The problem —
Take the line with "2], 2, 44100);" as the first line and the last line of the data as the final one. Write out those lines exactly, and no others.

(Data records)
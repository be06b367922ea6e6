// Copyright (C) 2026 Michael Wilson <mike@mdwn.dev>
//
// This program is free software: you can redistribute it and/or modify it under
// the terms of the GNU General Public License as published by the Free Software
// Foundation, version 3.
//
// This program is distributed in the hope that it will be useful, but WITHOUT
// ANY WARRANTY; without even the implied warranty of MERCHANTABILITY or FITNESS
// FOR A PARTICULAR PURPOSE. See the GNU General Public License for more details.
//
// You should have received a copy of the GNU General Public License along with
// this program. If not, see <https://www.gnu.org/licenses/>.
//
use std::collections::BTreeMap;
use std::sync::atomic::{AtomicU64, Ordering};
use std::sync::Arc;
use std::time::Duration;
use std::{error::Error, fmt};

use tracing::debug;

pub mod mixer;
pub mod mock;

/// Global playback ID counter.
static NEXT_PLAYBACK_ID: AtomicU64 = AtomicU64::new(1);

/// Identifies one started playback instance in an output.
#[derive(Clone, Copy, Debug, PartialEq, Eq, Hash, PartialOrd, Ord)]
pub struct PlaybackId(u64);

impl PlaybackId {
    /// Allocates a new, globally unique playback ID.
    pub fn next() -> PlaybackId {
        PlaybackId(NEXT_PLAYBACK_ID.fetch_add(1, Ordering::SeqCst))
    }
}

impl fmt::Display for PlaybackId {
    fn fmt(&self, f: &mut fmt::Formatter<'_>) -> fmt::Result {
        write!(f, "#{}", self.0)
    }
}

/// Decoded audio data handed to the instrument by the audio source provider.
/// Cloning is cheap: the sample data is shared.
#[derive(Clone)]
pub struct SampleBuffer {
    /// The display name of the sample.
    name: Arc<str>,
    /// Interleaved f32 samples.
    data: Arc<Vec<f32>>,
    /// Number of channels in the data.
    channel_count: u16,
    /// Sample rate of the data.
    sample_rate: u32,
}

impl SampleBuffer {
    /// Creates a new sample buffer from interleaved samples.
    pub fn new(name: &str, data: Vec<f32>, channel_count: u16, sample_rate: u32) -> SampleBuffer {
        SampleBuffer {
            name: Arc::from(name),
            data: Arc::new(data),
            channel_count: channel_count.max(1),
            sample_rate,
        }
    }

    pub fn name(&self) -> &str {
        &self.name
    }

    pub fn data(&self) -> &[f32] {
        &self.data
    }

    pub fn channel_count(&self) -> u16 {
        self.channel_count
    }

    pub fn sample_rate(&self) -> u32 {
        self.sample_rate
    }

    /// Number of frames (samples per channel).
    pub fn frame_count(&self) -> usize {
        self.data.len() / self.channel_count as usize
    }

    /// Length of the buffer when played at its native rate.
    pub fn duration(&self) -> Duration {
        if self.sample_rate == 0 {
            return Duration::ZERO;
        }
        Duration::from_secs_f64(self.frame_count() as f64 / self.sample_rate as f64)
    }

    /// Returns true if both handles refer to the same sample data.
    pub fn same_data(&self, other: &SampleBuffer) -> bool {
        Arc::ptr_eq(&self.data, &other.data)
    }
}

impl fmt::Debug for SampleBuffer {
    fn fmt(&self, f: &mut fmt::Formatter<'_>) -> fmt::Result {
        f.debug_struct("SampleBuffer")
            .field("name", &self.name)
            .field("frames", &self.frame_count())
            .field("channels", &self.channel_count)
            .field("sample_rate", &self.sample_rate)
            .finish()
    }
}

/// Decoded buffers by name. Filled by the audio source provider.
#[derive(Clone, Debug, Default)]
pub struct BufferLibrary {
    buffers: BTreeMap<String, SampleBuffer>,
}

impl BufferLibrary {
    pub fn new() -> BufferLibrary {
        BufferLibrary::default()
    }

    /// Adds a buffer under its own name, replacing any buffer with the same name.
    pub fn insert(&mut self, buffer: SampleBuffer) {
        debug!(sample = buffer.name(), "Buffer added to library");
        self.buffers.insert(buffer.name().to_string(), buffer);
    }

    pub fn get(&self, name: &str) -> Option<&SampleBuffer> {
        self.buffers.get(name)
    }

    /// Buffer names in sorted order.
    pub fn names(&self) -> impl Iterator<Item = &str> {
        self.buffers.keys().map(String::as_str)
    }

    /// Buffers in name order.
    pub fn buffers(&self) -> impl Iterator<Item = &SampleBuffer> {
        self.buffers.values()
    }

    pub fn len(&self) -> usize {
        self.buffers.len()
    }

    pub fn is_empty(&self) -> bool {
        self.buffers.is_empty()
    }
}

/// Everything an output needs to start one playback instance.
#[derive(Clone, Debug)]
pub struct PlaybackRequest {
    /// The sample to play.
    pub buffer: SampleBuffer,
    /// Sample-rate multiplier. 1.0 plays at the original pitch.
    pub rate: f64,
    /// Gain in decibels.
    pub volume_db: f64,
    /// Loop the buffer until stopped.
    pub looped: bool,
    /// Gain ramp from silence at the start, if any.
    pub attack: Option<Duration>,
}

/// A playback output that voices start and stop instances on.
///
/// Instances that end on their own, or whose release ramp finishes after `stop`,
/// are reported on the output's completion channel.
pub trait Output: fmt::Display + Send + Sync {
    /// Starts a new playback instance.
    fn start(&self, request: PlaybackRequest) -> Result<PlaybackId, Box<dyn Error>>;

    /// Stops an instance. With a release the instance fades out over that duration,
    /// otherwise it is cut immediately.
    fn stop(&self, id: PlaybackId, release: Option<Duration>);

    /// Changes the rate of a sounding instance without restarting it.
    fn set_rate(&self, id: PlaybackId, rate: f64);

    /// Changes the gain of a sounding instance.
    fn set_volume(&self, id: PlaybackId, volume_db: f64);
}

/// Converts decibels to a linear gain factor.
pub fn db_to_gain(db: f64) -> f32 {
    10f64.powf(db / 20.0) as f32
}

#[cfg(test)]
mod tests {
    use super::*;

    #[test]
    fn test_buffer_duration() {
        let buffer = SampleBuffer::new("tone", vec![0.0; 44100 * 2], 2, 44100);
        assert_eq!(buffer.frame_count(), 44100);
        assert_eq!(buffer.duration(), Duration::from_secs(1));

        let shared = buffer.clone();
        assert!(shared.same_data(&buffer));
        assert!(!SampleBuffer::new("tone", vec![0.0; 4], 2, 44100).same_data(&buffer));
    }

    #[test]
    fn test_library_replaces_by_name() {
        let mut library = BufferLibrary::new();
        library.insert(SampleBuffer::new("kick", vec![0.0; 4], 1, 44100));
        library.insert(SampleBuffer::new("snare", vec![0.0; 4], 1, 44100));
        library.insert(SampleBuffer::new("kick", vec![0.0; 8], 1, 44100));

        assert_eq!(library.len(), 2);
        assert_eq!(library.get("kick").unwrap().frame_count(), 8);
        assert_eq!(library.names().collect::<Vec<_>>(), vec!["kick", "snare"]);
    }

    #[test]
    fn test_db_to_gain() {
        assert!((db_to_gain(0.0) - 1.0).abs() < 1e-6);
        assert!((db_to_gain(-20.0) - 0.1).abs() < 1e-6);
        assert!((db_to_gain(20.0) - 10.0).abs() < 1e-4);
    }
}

Task result —
        let buffer = SampleBuffer::new("tone", vec![0.0; 44100 * 2], 2, 44100);
        assert_eq!(buffer.frame_count(), 44100);
        assert_eq!(buffer.duration(), Duration::from_secs(1));

        let shared = buffer.clone();
        assert!(shared.same_data(&buffer));
        assert!(!SampleBuffer::new("tone", vec![0.0; 4], 2, 44100).same_data(&buffer));
    }

    #[test]
    fn test_library_replaces_by_name() {
        let mut library = BufferLibrary::new();
        library.insert(SampleBuffer::new("kick", vec![0.0; 4], 1, 44100));
        library.insert(SampleBuffer::new("snare", vec![0.0; 4], 1, 44100));
        library.insert(SampleBuffer::new("kick", vec![0.0; 8], 1, 44100));

        assert_eq!(library.len(), 2);
        assert_eq!(library.get("kick").unwrap().frame_count(), 8);
        assert_eq!(library.names().collect::<Vec<_>>(), vec!["kick", "snare"]);
    }

    #[test]
    fn test_db_to_gain() {
        assert!((db_to_gain(0.0) - 1.0).abs() < 1e-6);
        assert!((db_to_gain(-20.0) - 0.1).abs() < 1e-6);
        assert!((db_to_gain(20.0) - 10.0).abs() < 1e-4);
    }
}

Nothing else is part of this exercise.